About this exercise: Copy each line below holding "identity".

Entries taken from a collection:
//! # Gamepad Record
//!
//! Per-gamepad diff engine and its read-only view.
//!
//! A [`GamepadRecord`] caches the pressed state of every button seen on the
//! previous refresh (the baseline) and turns differences into events:
//!
//! | Current | Baseline | `multiple` | Event |
//! |---------|----------|------------|-------|
//! | pressed | released | any | `ButtonDown` |
//! | pressed | pressed | `true` | `ButtonDown` |
//! | pressed | pressed | `false` | none |
//! | released | pressed | any | `ButtonUp` |
//! | released | released | any | none |
//!
//! Axes never produce events; they are read on demand.
//!
//! Records are owned by the manager. Consumers only see a [`GamepadView`].

use std::cell::{Cell, RefCell};
use std::fmt;
use std::rc::Rc;

use tracing::{debug, trace};

use crate::channel::{Channel, Receiver, SubscriptionId};
use crate::config::GamepadConfig;
use crate::source::{ButtonState, GamepadInfo, InputSource};

/// Events published on a gamepad's own channel.
#[derive(Debug, Clone, Copy, PartialEq, Eq)]
pub enum GamepadEvent {
    /// Button at this index went down (or is still down in `multiple` mode)
    ButtonDown(usize),
    /// Button at this index was released
    ButtonUp(usize),
    /// The gamepad was detached; last event ever published for it
    Disconnected,
}

impl GamepadEvent {
    /// Event name as used in logs and the event log.
    pub fn name(&self) -> &'static str {
        match self {
            GamepadEvent::ButtonDown(_) => "buttonDown",
            GamepadEvent::ButtonUp(_) => "buttonUp",
            GamepadEvent::Disconnected => "disconnected",
        }
    }

    /// Button index for button events.
    pub fn button(&self) -> Option<usize> {
        match self {
            GamepadEvent::ButtonDown(button) | GamepadEvent::ButtonUp(button) => Some(*button),
            GamepadEvent::Disconnected => None,
        }
    }
}

/// One live gamepad: identity, button baseline and event channel.
pub(crate) struct GamepadRecord {
    id: RefCell<String>,
    /// `None` once destroyed
    index: Cell<Option<usize>>,
    live: Cell<bool>,
    baseline: RefCell<Vec<bool>>,
    config: GamepadConfig,
    source: Rc<dyn InputSource>,
    events: Channel<GamepadEvent>,
}

impl GamepadRecord {
    /// Creates a live record for a freshly attached gamepad.
    ///
    /// The baseline starts from the attach snapshot unless
    /// `report_held_on_attach` is set, in which case it starts empty and
    /// buttons held at attach time are reported on the first refresh.
    pub(crate) fn new(info: &GamepadInfo, config: GamepadConfig, source: Rc<dyn InputSource>) -> Self {
        let baseline = if config.report_held_on_attach {
            Vec::new()
        } else {
            info.state.buttons.iter().map(|button| button.pressed).collect()
        };

        Self {
            id: RefCell::new(info.id.clone()),
            index: Cell::new(Some(info.index)),
            live: Cell::new(true),
            baseline: RefCell::new(baseline),
            config,
            source,
            events: Channel::new(),
        }
    }

    pub(crate) fn id(&self) -> String {
        self.id.borrow().clone()
    }

    pub(crate) fn index(&self) -> Option<usize> {
        self.index.get()
    }

    pub(crate) fn is_live(&self) -> bool {
        self.live.get()
    }

    pub(crate) fn axes(&self) -> Option<Vec<f32>> {
        let index = self.index.get()?;
        self.source.read(index).map(|state| state.axes)
    }

    pub(crate) fn buttons(&self) -> Option<Vec<ButtonState>> {
        let index = self.index.get()?;
        self.source.read(index).map(|state| state.buttons)
    }

    pub(crate) fn events(&self) -> Receiver<'_, GamepadEvent> {
        self.events.receiver()
    }

    /// Reads the buttons once and publishes the differences from the baseline.
    ///
    /// An unreadable gamepad leaves the baseline untouched and publishes
    /// nothing. Does nothing once destroyed.
    pub(crate) fn refresh(&self) {
        if !self.live.get() {
            return;
        }
        let Some(index) = self.index.get() else {
            return;
        };
        let Some(state) = self.source.read(index) else {
            trace!("Gamepad at index {} unreadable, keeping baseline", index);
            return;
        };

        let pending = self.diff(&state.buttons);
        for event in &pending {
            trace!("Gamepad {} {:?}", index, event);
            self.events.emit(event);
        }
    }

    /// Compares `buttons` to the baseline, updating it, and returns the events to publish.
    fn diff(&self, buttons: &[ButtonState]) -> Vec<GamepadEvent> {
        let mut baseline = self.baseline.borrow_mut();
        if baseline.len() < buttons.len() {
            baseline.resize(buttons.len(), false);
        }

        let mut pending = Vec::new();
        for (button, current) in buttons.iter().enumerate() {
            let was_pressed = baseline[button];
            if current.pressed {
                if self.config.multiple || !was_pressed {
                    pending.push(GamepadEvent::ButtonDown(button));
                }
            } else if was_pressed {
                pending.push(GamepadEvent::ButtonUp(button));
            }
            baseline[button] = current.pressed;
        }
        pending
    }

    /// Terminal transition: publishes `Disconnected`, clears identity, closes the channel.
    ///
    /// Calling it again is a no-op.
    pub(crate) fn destroy(&self) {
        if !self.live.replace(false) {
            return;
        }

        debug!(
            "Destroying gamepad record at index {:?}: {}",
            self.index.get(),
            self.id.borrow()
        );
        self.events.emit(&GamepadEvent::Disconnected);
        self.id.borrow_mut().clear();
        self.index.set(None);
        self.events.close();
    }
}

impl fmt::Debug for GamepadRecord {
    fn fmt(&self, f: &mut fmt::Formatter<'_>) -> fmt::Result {
        f.debug_struct("GamepadRecord")
            .field("id", &self.id.borrow())
            .field("index", &self.index.get())
            .field("live", &self.live.get())
            .field("baseline", &self.baseline.borrow())
            .field("config", &self.config)
            .finish_non_exhaustive()
    }
}

/// Read-only handle to a gamepad.
///
/// Cheap to clone. Stays valid after the gamepad is detached, at which point
/// `id()` is empty, `index()` is `None`, and the state accessors return `None`.
#[derive(Clone)]
pub struct GamepadView {
    record: Rc<GamepadRecord>,
}

impl GamepadView {
    pub(crate) fn new(record: Rc<GamepadRecord>) -> Self {
        Self { record }
    }

    /// Hardware model identifier, empty after disconnection.
    pub fn id(&self) -> String {
        self.record.id()
    }

    /// Slot index, `None` after disconnection.
    pub fn index(&self) -> Option<usize> {
        self.record.index()
    }

    /// Whether the gamepad is still attached.
    pub fn is_connected(&self) -> bool {
        self.record.is_live()
    }

    /// Current axis positions, read from the source on every call.
    pub fn axes(&self) -> Option<Vec<f32>> {
        self.record.axes()
    }

    /// Current buttons, read from the source on every call.
    pub fn buttons(&self) -> Option<Vec<ButtonState>> {
        self.record.buttons()
    }

    /// This gamepad's event channel.
    pub fn events(&self) -> Receiver<'_, GamepadEvent> {
        self.record.events()
    }

    /// Subscribes to `ButtonDown` only.
    pub fn on_button_down<F>(&self, handler: F) -> SubscriptionId
    where
        F: Fn(usize) + 'static,
    {
        self.events().subscribe(move |event| {
            if let GamepadEvent::ButtonDown(button) = event {
                handler(*button);
            }
        })
    }

    /// Subscribes to `ButtonUp` only.
    pub fn on_button_up<F>(&self, handler: F) -> SubscriptionId
    where
        F: Fn(usize) + 'static,
    {
        self.events().subscribe(move |event| {
            if let GamepadEvent::ButtonUp(button) = event {
                handler(*button);
            }
        })
    }

    /// Subscribes to `Disconnected` only.
    pub fn on_disconnected<F>(&self, handler: F) -> SubscriptionId
    where
        F: Fn() + 'static,
    {
        self.events().subscribe(move |event| {
            if let GamepadEvent::Disconnected = event {
                handler();
            }
        })
    }

    /// Whether both views refer to the same record.
    pub fn same_gamepad(&self, other: &GamepadView) -> bool {
        Rc::ptr_eq(&self.record, &other.record)
    }
}

impl fmt::Debug for GamepadView {
    fn fmt(&self, f: &mut fmt::Formatter<'_>) -> fmt::Result {
        f.debug_struct("GamepadView")
            .field("id", &self.id())
            .field("index", &self.index())
            .finish()
    }
}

Exercise solution:
/// One live gamepad: identity, button baseline and event channel.
    /// Terminal transition: publishes `Disconnected`, clears identity, closes the channel.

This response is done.